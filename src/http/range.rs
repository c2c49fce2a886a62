//! HTTP Range request parsing module
//!
//! Single byte-range support (RFC 9110 section 14). Multi-range requests are
//! answered with the full representation.

/// Inclusive byte span resolved against a file size
#[derive(Debug, Clone, Copy, PartialEq, Eq)]
pub struct ByteRange {
    pub start: u64,
    pub end: u64,
}

impl ByteRange {
    pub const fn length(self) -> u64 {
        self.end - self.start + 1
    }

    /// `Content-Range` header value for this span
    pub fn content_range(self, total: u64) -> String {
        format!("bytes {}-{}/{total}", self.start, self.end)
    }
}

/// Range header parse result
#[derive(Debug, PartialEq, Eq)]
pub enum RangeParseResult {
    /// Serve only this span (206)
    Valid(ByteRange),
    /// Syntactically fine but outside the file (416)
    NotSatisfiable,
    /// No usable Range header, serve everything
    None,
}

/// Parse a `Range` header value against a file of `size` bytes
pub fn parse_range_header(range_header: Option<&str>, size: u64) -> RangeParseResult {
    let Some(spec) = range_header.and_then(|h| h.trim().strip_prefix("bytes=")) else {
        return RangeParseResult::None;
    };
    if spec.contains(',') {
        return RangeParseResult::None;
    }
    let Some((first, last)) = spec.split_once('-') else {
        return RangeParseResult::None;
    };

    match (first.trim(), last.trim()) {
        ("", suffix) => suffix_range(suffix, size),
        (start, end) => bounded_range(start, end, size),
    }
}

// "-500": the last 500 bytes
fn suffix_range(suffix: &str, size: u64) -> RangeParseResult {
    let Ok(suffix) = suffix.parse::<u64>() else {
        return RangeParseResult::None;
    };
    if suffix == 0 || size == 0 {
        return RangeParseResult::NotSatisfiable;
    }
    RangeParseResult::Valid(ByteRange {
        start: size.saturating_sub(suffix),
        end: size - 1,
    })
}

// "100-" or "100-199"
fn bounded_range(start: &str, end: &str, size: u64) -> RangeParseResult {
    let Ok(start) = start.parse::<u64>() else {
        return RangeParseResult::None;
    };
    if start >= size {
        return RangeParseResult::NotSatisfiable;
    }

    let end = if end.is_empty() {
        size - 1
    } else {
        match end.parse::<u64>() {
            Ok(e) if e < start => return RangeParseResult::None,
            Ok(e) => e.min(size - 1),
            Err(_) => return RangeParseResult::None,
        }
    };

    RangeParseResult::Valid(ByteRange { start, end })
}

### Exercise prompt:
Please reproduce each line above exactly as written.

### Exercise result:
filename src/http/range.rs
repository c2c49fce2a886a62
//! HTTP Range request parsing module
//!
//! Single byte-range support (RFC 9110 section 14). Multi-range requests are
//! answered with the full representation.

/// Inclusive byte span resolved against a file size
#[derive(Debug, Clone, Copy, PartialEq, Eq)]
pub struct ByteRange {
    pub start: u64,
    pub end: u64,
}

impl ByteRange {
    pub const fn length(self) -> u64 {
        self.end - self.start + 1
    }

    /// `Content-Range` header value for this span
    pub fn content_range(self, total: u64) -> String {
        format!("bytes {}-{}/{total}", self.start, self.end)
    }
}

/// Range header parse result
#[derive(Debug, PartialEq, Eq)]
pub enum RangeParseResult {
    /// Serve only this span (206)
    Valid(ByteRange),
    /// Syntactically fine but outside the file (416)
    NotSatisfiable,
    /// No usable Range header, serve everything
    None,
}

/// Parse a `Range` header value against a file of `size` bytes
pub fn parse_range_header(range_header: Option<&str>, size: u64) -> RangeParseResult {
    let Some(spec) = range_header.and_then(|h| h.trim().strip_prefix("bytes=")) else {
        return RangeParseResult::None;
    };
    if spec.contains(',') {
        return RangeParseResult::None;
    }
    let Some((first, last)) = spec.split_once('-') else {
        return RangeParseResult::None;
    };

    match (first.trim(), last.trim()) {
        ("", suffix) => suffix_range(suffix, size),
        (start, end) => bounded_range(start, end, size),
    }
}

// "-500": the last 500 bytes
fn suffix_range(suffix: &str, size: u64) -> RangeParseResult {
    let Ok(suffix) = suffix.parse::<u64>() else {
        return RangeParseResult::None;
    };
    if suffix == 0 || size == 0 {
        return RangeParseResult::NotSatisfiable;
    }
    RangeParseResult::Valid(ByteRange {
        start: size.saturating_sub(suffix),
        end: size - 1,
    })
}

// "100-" or "100-199"
fn bounded_range(start: &str, end: &str, size: u64) -> RangeParseResult {
    let Ok(start) = start.parse::<u64>() else {
        return RangeParseResult::None;
    };
    if start >= size {
        return RangeParseResult::NotSatisfiable;
    }

    let end = if end.is_empty() {
        size - 1
    } else {
        match end.parse::<u64>() {
            Ok(e) if e < start => return RangeParseResult::None,
            Ok(e) => e.min(size - 1),
            Err(_) => return RangeParseResult::None,
        }
    };

    RangeParseResult::Valid(ByteRange { start, end })
}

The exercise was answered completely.